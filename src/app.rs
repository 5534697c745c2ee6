//! Main application state and UI.

use crate::api::ApiClient;
use crate::graph::types::ClassificationResult;
use crate::graph::{Viewer, CANVAS_CENTER, CANVAS_SIZE};
use crate::settings::Settings;
use crate::theme;
use eframe::egui::{self, Pos2, Stroke, Vec2};
use rand::rngs::StdRng;
use rand::SeedableRng;
use std::sync::mpsc::{self, Receiver, TryRecvError};
use std::time::Instant;
use tracing::{info, warn};

/// The only failure text users ever see
pub const CLASSIFY_ERROR: &str = "Failed to classify the wallet. Please try again.";

/// Extra pick radius around node markers, in screen pixels
const PICK_SLOP: f32 = 3.0;

type ClassifyOutcome = anyhow::Result<ClassificationResult>;

/// `0x` followed by exactly 40 hex digits
pub fn is_valid_wallet_address(address: &str) -> bool {
    address
        .strip_prefix("0x")
        .is_some_and(|hex| hex.len() == 40 && hex.bytes().all(|b| b.is_ascii_hexdigit()))
}

pub struct FraudCheckerApp {
    api: ApiClient,

    // Form and result
    address: String,
    result: Option<ClassificationResult>,
    error: Option<String>,
    pending: Option<Receiver<ClassifyOutcome>>,

    // Graph
    viewer: Viewer,
    rng: StdRng,

    // Viewport state
    pan_offset: Vec2,
    zoom: f32,
    panning: bool,
    /// Node center minus press position for the node being dragged
    grab_offset: Vec2,

    // Settings persistence
    settings: Settings,
    settings_dirty: bool,
    last_settings_save: Instant,
}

§

• Prompt: What lines in the records contain the word "state"? Return each one.

• Result of the exercise:
//! Main application state and UI.
    // Viewport state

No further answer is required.